Gao et al. claim fewer than 0.1% of MLP neurons predict and causally drive hallucination-linked over-compliance. We replicated on Gemma 3 4B.
This week we ran three benchmarks with negative controls, closed two dead ends, and caught a measurement bug in the original paper’s jailbreak evaluation. The full 5,000-token rerun falsified the alpha slope claim. What it revealed instead: h-neuron scaling modulates compliance style, not compliance count.
Before this week, the causal story rested on one benchmark. Now three independent tasks all show positive endpoint effects with CIs excluding zero. Different evaluators, different task types, same 38 neurons, same direction.
Endpoint effects (α=0→3) with 95% bootstrap CIs · JailbreakBench legacy value now superseded
This is the most important result of the week. Without it, every causal claim could be explained by generic perturbation — scaling any 38 neurons might produce the same shift. It does not.
Ablating H-neurons (α=0.0) drops compliance to 64.2%; ablating random neurons leaves it at ~66.0%. Amplifying H-neurons (α=3.0) pushes compliance to 70.5%; amplifying random neurons stays at ~66.1%.
A causal claim without a negative control is an observation. A causal claim with a negative control that falsifies the generic alternative is an argument.
Gold-label calibration caught a truncation bug in the original paper’s jailbreak evaluation.

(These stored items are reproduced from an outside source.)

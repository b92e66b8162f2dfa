use futures::stream::BoxStream;
use futures_util::StreamExt;

use crate::error::{Error, Result};
use crate::types::ConversationEvent;

/// Sent from a `Conversation` to the assistant.
#[derive(Debug, Clone, PartialEq)]
pub enum ConversationInput {
    /// Encoded audio in the conversation's input encoding
    Audio(Vec<u8>),
    /// No more audio will be written
    End,
}

pub type InputTx = tokio::sync::mpsc::Sender<ConversationInput>;
pub type InputRx = tokio::sync::mpsc::Receiver<ConversationInput>;
pub type EventStream = BoxStream<'static, ConversationEvent>;

/// Handle to a single conversation with the assistant.
pub struct Conversation {
    input_tx: Option<InputTx>,
    events: EventStream,
}

impl Conversation {
    pub fn new(input_tx: InputTx, events: EventStream) -> Self {
        Self {
            input_tx: Some(input_tx),
            events,
        }
    }

    /// Builds a conversation whose events arrive on an mpsc channel.
    pub fn from_receiver(input_tx: InputTx, mut events: tokio::sync::mpsc::Receiver<ConversationEvent>) -> Self {
        let events = futures::stream::poll_fn(move |cx| events.poll_recv(cx)).boxed();
        Self::new(input_tx, events)
    }

    /// A conversation that replays a fixed list of events and accepts no audio.
    pub fn from_events(events: Vec<ConversationEvent>) -> Self {
        Self {
            input_tx: None,
            events: futures::stream::iter(events).boxed(),
        }
    }

    pub async fn write(&self, bytes: Vec<u8>) -> Result<()> {
        match self.input_tx {
            Some(ref tx) => tx
                .send(ConversationInput::Audio(bytes))
                .await
                .map_err(|_| Error::AssistantClosed),
            None => Err(Error::AssistantClosed),
        }
    }

    /// Tells the assistant no more audio is coming. Later writes fail.
    pub async fn end(&mut self) -> Result<()> {
        match self.input_tx.take() {
            Some(tx) => tx.send(ConversationInput::End).await.map_err(|_| Error::AssistantClosed),
            None => Ok(()),
        }
    }

    pub async fn next_event(&mut self) -> Option<ConversationEvent> {
        self.events.next().await
    }
}

#[cfg(test)]
mod tests {
    use super::*;

    #[tokio::test]
    async fn writes_audio_then_end() {
        let (input_tx, mut input_rx) = tokio::sync::mpsc::channel(4);
        let (_event_tx, event_rx) = tokio::sync::mpsc::channel(4);
        let mut conversation = Conversation::from_receiver(input_tx, event_rx);

        conversation.write(vec![1, 2]).await.expect("write");
        conversation.end().await.expect("end");

        assert_eq!(input_rx.recv().await, Some(ConversationInput::Audio(vec![1, 2])));
        assert_eq!(input_rx.recv().await, Some(ConversationInput::End));
        assert_eq!(conversation.write(vec![3]).await, Err(Error::AssistantClosed));
        // Ending twice is harmless.
        assert_eq!(conversation.end().await, Ok(()));
    }

    #[tokio::test]
    async fn events_come_from_the_receiver() {
        let (input_tx, _input_rx) = tokio::sync::mpsc::channel(1);
        let (event_tx, event_rx) = tokio::sync::mpsc::channel(4);
        let mut conversation = Conversation::from_receiver(input_tx, event_rx);

        event_tx.send(ConversationEvent::Response("Sure".to_string())).await.expect("send");
        drop(event_tx);

        assert_eq!(conversation.next_event().await, Some(ConversationEvent::Response("Sure".to_string())));
        assert_eq!(conversation.next_event().await, None);
    }

    #[tokio::test]
    async fn replayed_conversation_rejects_audio() {
        let mut conversation = Conversation::from_events(vec![ConversationEvent::EndOfUtterance]);

        assert_eq!(conversation.write(vec![0]).await, Err(Error::AssistantClosed));
        assert_eq!(conversation.next_event().await, Some(ConversationEvent::EndOfUtterance));
        assert_eq!(conversation.next_event().await, None);
    }
}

The 5,000-token rerun killed the alpha slope entirely. But the corrected data revealed something the binary metric was hiding: Disclaimer Erosion.
Regenerating borderline jailbreak cases at full length, every SAFE→HARMFUL flip followed the same structure: ethical preamble (~150–250 tokens), pivot phrase, then substantive harmful content. At 256 tokens the response is cut mid-preamble. The harmful content never reaches the judge.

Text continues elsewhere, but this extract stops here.